Goal of the exercise: From the first line to the last, give the data again exactly.

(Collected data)
+ + + +

//! Per-command handlers. Each takes the
//! in-flight `CommandRecord`, the reply `Message`, the session's open
//! `DbConnection`, and the `Messenger` for artifact uploads, and returns
//! `Result<(), EngineError>` — the dispatcher wraps the error into the
//! command record and the reply on failure.

use joe_core::cut_text;

use crate::db::DbConnection;
use crate::error::EngineError;
use crate::explain::{render_recommendations, ExplainParser};
use crate::messenger::Messenger;
use crate::model::{CommandRecord, Message, PsqlMeta};
use crate::psql;
use crate::query;

/// `explain <q>`: text plan, then an analyzed/JSON plan, tips, and stats.
pub async fn explain(
    command: &mut CommandRecord,
    message: &mut Message,
    conn: &dyn DbConnection,
    messenger: &dyn Messenger,
    explain_parser: &dyn ExplainParser,
) -> Result<(), EngineError> {
    let plan_text = query::explain(conn, &command.query).await?;
    command.plan_text = Some(plan_text.clone());

    let (preview, _truncated) = cut_text(&plan_text, joe_core::PLAN_PREVIEW_SIZE);
    let plan_link = messenger
        .add_artifact("plan.txt", &plan_text, &message.channel_id, message.thread_id.as_deref())
        .await?;

    let before_plan_block = message.text.len();
    message.append(&format!("*Plan:*\n```{preview}```\nFull plan: {plan_link}"));

    let plan_exec_json = query::explain_analyze(conn, &command.query).await?;
    command.plan_exec_json = Some(plan_exec_json.clone());

    let explain = explain_parser.parse(&plan_exec_json)?;
    let rendered = explain.render_text();
    command.plan_exec_text = Some(rendered.clone());

    let json_link = messenger
        .add_artifact("plan.json", &plan_exec_json, &message.channel_id, message.thread_id.as_deref())
        .await?;
    let text_link = messenger
        .add_artifact("plan.txt", &rendered, &message.channel_id, message.thread_id.as_deref())
        .await?;

    // Replaces the "Plan:" preview with "Plan with execution:", per the
    // message-append law's one named exception.
    message.text.truncate(before_plan_block);
    let (exec_preview, _) = cut_text(&rendered, joe_core::PLAN_PREVIEW_SIZE);
    message.append(&format!(
        "*Plan with execution:*\n```{exec_preview}```\nFull plan (json): {json_link}\nFull plan (rendered): {text_link}"
    ));

    let tips = explain.tips();
    let recommendations = render_recommendations(&tips);
    command.recommendations = Some(recommendations.clone());
    message.append(&format!("*Recommendations:*\n{recommendations}"));

    let stats = explain.render_stats();
    command.stats = Some(stats.clone());
    message.append(&format!("*Summary:*\n{stats}"));

    Ok(())
}

/// `plan <q>`: the first half of `explain` only. Hypothetical indexes
/// created earlier via `hypo create` on this connection are honored
/// automatically — `hypopg` intercepts the planner for the life of the
/// session, so no special handling is needed here.
pub async fn plan(
    command: &mut CommandRecord,
    message: &mut Message,
    conn: &dyn DbConnection,
    messenger: &dyn Messenger,
) -> Result<(), EngineError> {
    let plan_text = query::explain(conn, &command.query).await?;
    command.plan_text = Some(plan_text.clone());

    let (preview, _) = cut_text(&plan_text, joe_core::PLAN_PREVIEW_SIZE);
    let plan_link = messenger
        .add_artifact("plan.txt", &plan_text, &message.channel_id, message.thread_id.as_deref())
        .await?;
    message.append(&format!("*Plan:*\n```{preview}```\nFull plan: {plan_link}"));

    Ok(())
}

/// `exec <q>`.
pub async fn exec(command: &CommandRecord, message: &mut Message, conn: &dyn DbConnection) -> Result<(), EngineError> {
    let duration = query::exec(conn, &command.query).await?;
    message.append(&format!(
        "The query has been executed. Duration: {:.3} ms",
        duration.as_secs_f64() * 1000.0
    ));
    Ok(())
}

/// `hypo <sub> [args]`: ensures the `hypopg` extension then dispatches.
/// `create`/`desc`/`drop` each carry the chat-message-derived argument as
/// a bound `$1` parameter rather than interpolating it into the SQL text.
pub async fn hypo(command: &CommandRecord, message: &mut Message, conn: &dyn DbConnection) -> Result<(), EngineError> {
    conn.execute("CREATE EXTENSION IF NOT EXISTS hypopg").await?;

    let mut parts = command.query.splitn(2, ' ');
    let sub = parts.next().unwrap_or("").to_lowercase();
    let arg = parts.next().unwrap_or("").trim();

    let rows = match sub.as_str() {
        "create" => {
            conn.query_rows_params("SELECT * FROM hypopg_create_index($1)", &[arg.to_string()])
                .await?
        }
        "desc" if arg.is_empty() => conn.query_rows("SELECT * FROM hypopg_list_indexes()").await?,
        "desc" => {
            conn.query_rows_params(
                "SELECT hypopg_get_indexdef($1::oid) AS indexdef, hypopg_relation_size($1::oid) AS size_bytes",
                &[arg.to_string()],
            )
            .await?
        }
        "drop" => {
            conn.query_rows_params("SELECT hypopg_drop_index($1::oid)", &[arg.to_string()])
                .await?
        }
        "reset" => conn.query_rows("SELECT hypopg_reset()").await?,
        other => return Err(EngineError::Query(format!("unknown hypo sub-command: {other}"))),
    };

    message.append(&joe_core::render_table(&rows));
    Ok(())
}

/// `activity`: `pg_stat_activity`, with `query` truncated to
/// [`joe_core::ACTIVITY_QUERY_PREVIEW`] chars.
pub async fn activity(message: &mut Message, conn: &dyn DbConnection) -> Result<(), EngineError> {
    let sql = format!(
        "SELECT pid, usename, state, left(query, {}) AS query, query_start FROM pg_stat_activity",
        joe_core::ACTIVITY_QUERY_PREVIEW
    );
    let rows = conn.query_rows(&sql).await?;
    message.append(&joe_core::render_table(&rows));
    Ok(())
}

/// `terminate <pid>`.
pub async fn terminate(command: &CommandRecord, message: &mut Message, conn: &dyn DbConnection) -> Result<(), EngineError> {
    let pid: i64 = command
        .query
        .trim()
        .parse()
        .map_err(|_| EngineError::Query(format!("`{}` is not a valid pid", command.query)))?;

    let sql = format!("SELECT pg_terminate_backend({pid}) AS terminated");
    let rows = conn.query_rows(&sql).await?;
    message.append(&joe_core::render_table(&rows));
    Ok(())
}

/// `\d`-family psql meta-commands, run through the strict psql meta path.
pub async fn psql_meta(
    meta: PsqlMeta,
    command: &CommandRecord,
    message: &mut Message,
    db: &crate::model::CloneDb,
) -> Result<(), EngineError> {
    let output = psql::run(meta, &command.query, db).await?;
    message.append(&format!("```{output}```"));
    Ok(())
}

+ + + +

Solved exercise:
//! Per-command handlers. Each takes the
//! in-flight `CommandRecord`, the reply `Message`, the session's open
//! `DbConnection`, and the `Messenger` for artifact uploads, and returns
//! `Result<(), EngineError>` — the dispatcher wraps the error into the
//! command record and the reply on failure.

use joe_core::cut_text;

use crate::db::DbConnection;
use crate::error::EngineError;
use crate::explain::{render_recommendations, ExplainParser};
use crate::messenger::Messenger;
use crate::model::{CommandRecord, Message, PsqlMeta};
use crate::psql;
use crate::query;

/// `explain <q>`: text plan, then an analyzed/JSON plan, tips, and stats.
pub async fn explain(
    command: &mut CommandRecord,
    message: &mut Message,
    conn: &dyn DbConnection,
    messenger: &dyn Messenger,
    explain_parser: &dyn ExplainParser,
) -> Result<(), EngineError> {
    let plan_text = query::explain(conn, &command.query).await?;
    command.plan_text = Some(plan_text.clone());

    let (preview, _truncated) = cut_text(&plan_text, joe_core::PLAN_PREVIEW_SIZE);
    let plan_link = messenger
        .add_artifact("plan.txt", &plan_text, &message.channel_id, message.thread_id.as_deref())
        .await?;

    let before_plan_block = message.text.len();
    message.append(&format!("*Plan:*\n```{preview}```\nFull plan: {plan_link}"));

    let plan_exec_json = query::explain_analyze(conn, &command.query).await?;
    command.plan_exec_json = Some(plan_exec_json.clone());

    let explain = explain_parser.parse(&plan_exec_json)?;
    let rendered = explain.render_text();
    command.plan_exec_text = Some(rendered.clone());

    let json_link = messenger
        .add_artifact("plan.json", &plan_exec_json, &message.channel_id, message.thread_id.as_deref())
        .await?;
    let text_link = messenger
        .add_artifact("plan.txt", &rendered, &message.channel_id, message.thread_id.as_deref())
        .await?;

    // Replaces the "Plan:" preview with "Plan with execution:", per the
    // message-append law's one named exception.
    message.text.truncate(before_plan_block);
    let (exec_preview, _) = cut_text(&rendered, joe_core::PLAN_PREVIEW_SIZE);
    message.append(&format!(
        "*Plan with execution:*\n```{exec_preview}```\nFull plan (json): {json_link}\nFull plan (rendered): {text_link}"
    ));

    let tips = explain.tips();
    let recommendations = render_recommendations(&tips);
    command.recommendations = Some(recommendations.clone());
    message.append(&format!("*Recommendations:*\n{recommendations}"));

    let stats = explain.render_stats();
    command.stats = Some(stats.clone());
    message.append(&format!("*Summary:*\n{stats}"));

    Ok(())
}

/// `plan <q>`: the first half of `explain` only. Hypothetical indexes
/// created earlier via `hypo create` on this connection are honored
/// automatically — `hypopg` intercepts the planner for the life of the
/// session, so no special handling is needed here.
pub async fn plan(
    command: &mut CommandRecord,
    message: &mut Message,
    conn: &dyn DbConnection,
    messenger: &dyn Messenger,
) -> Result<(), EngineError> {
    let plan_text = query::explain(conn, &command.query).await?;
    command.plan_text = Some(plan_text.clone());

    let (preview, _) = cut_text(&plan_text, joe_core::PLAN_PREVIEW_SIZE);
    let plan_link = messenger
        .add_artifact("plan.txt", &plan_text, &message.channel_id, message.thread_id.as_deref())
        .await?;
    message.append(&format!("*Plan:*\n```{preview}```\nFull plan: {plan_link}"));

    Ok(())
}

/// `exec <q>`.
pub async fn exec(command: &CommandRecord, message: &mut Message, conn: &dyn DbConnection) -> Result<(), EngineError> {
    let duration = query::exec(conn, &command.query).await?;
    message.append(&format!(
        "The query has been executed. Duration: {:.3} ms",
        duration.as_secs_f64() * 1000.0
    ));
    Ok(())
}

/// `hypo <sub> [args]`: ensures the `hypopg` extension then dispatches.
/// `create`/`desc`/`drop` each carry the chat-message-derived argument as
/// a bound `$1` parameter rather than interpolating it into the SQL text.
pub async fn hypo(command: &CommandRecord, message: &mut Message, conn: &dyn DbConnection) -> Result<(), EngineError> {
    conn.execute("CREATE EXTENSION IF NOT EXISTS hypopg").await?;

    let mut parts = command.query.splitn(2, ' ');
    let sub = parts.next().unwrap_or("").to_lowercase();
    let arg = parts.next().unwrap_or("").trim();

    let rows = match sub.as_str() {
        "create" => {
            conn.query_rows_params("SELECT * FROM hypopg_create_index($1)", &[arg.to_string()])
                .await?
        }
        "desc" if arg.is_empty() => conn.query_rows("SELECT * FROM hypopg_list_indexes()").await?,
        "desc" => {
            conn.query_rows_params(
                "SELECT hypopg_get_indexdef($1::oid) AS indexdef, hypopg_relation_size($1::oid) AS size_bytes",
                &[arg.to_string()],
            )
            .await?
        }
        "drop" => {
            conn.query_rows_params("SELECT hypopg_drop_index($1::oid)", &[arg.to_string()])
                .await?
        }
        "reset" => conn.query_rows("SELECT hypopg_reset()").await?,
        other => return Err(EngineError::Query(format!("unknown hypo sub-command: {other}"))),
    };

    message.append(&joe_core::render_table(&rows));
    Ok(())
}

/// `activity`: `pg_stat_activity`, with `query` truncated to
/// [`joe_core::ACTIVITY_QUERY_PREVIEW`] chars.
pub async fn activity(message: &mut Message, conn: &dyn DbConnection) -> Result<(), EngineError> {
    let sql = format!(
        "SELECT pid, usename, state, left(query, {}) AS query, query_start FROM pg_stat_activity",
        joe_core::ACTIVITY_QUERY_PREVIEW
    );
    let rows = conn.query_rows(&sql).await?;
    message.append(&joe_core::render_table(&rows));
    Ok(())
}

/// `terminate <pid>`.
pub async fn terminate(command: &CommandRecord, message: &mut Message, conn: &dyn DbConnection) -> Result<(), EngineError> {
    let pid: i64 = command
        .query
        .trim()
        .parse()
        .map_err(|_| EngineError::Query(format!("`{}` is not a valid pid", command.query)))?;

    let sql = format!("SELECT pg_terminate_backend({pid}) AS terminated");
    let rows = conn.query_rows(&sql).await?;
    message.append(&joe_core::render_table(&rows));
    Ok(())
}

/// `\d`-family psql meta-commands, run through the strict psql meta path.
pub async fn psql_meta(
    meta: PsqlMeta,
    command: &CommandRecord,
    message: &mut Message,
    db: &crate::model::CloneDb,
) -> Result<(), EngineError> {
    let output = psql::run(meta, &command.query, db).await?;
    message.append(&format!("```{output}```"));
    Ok(())
}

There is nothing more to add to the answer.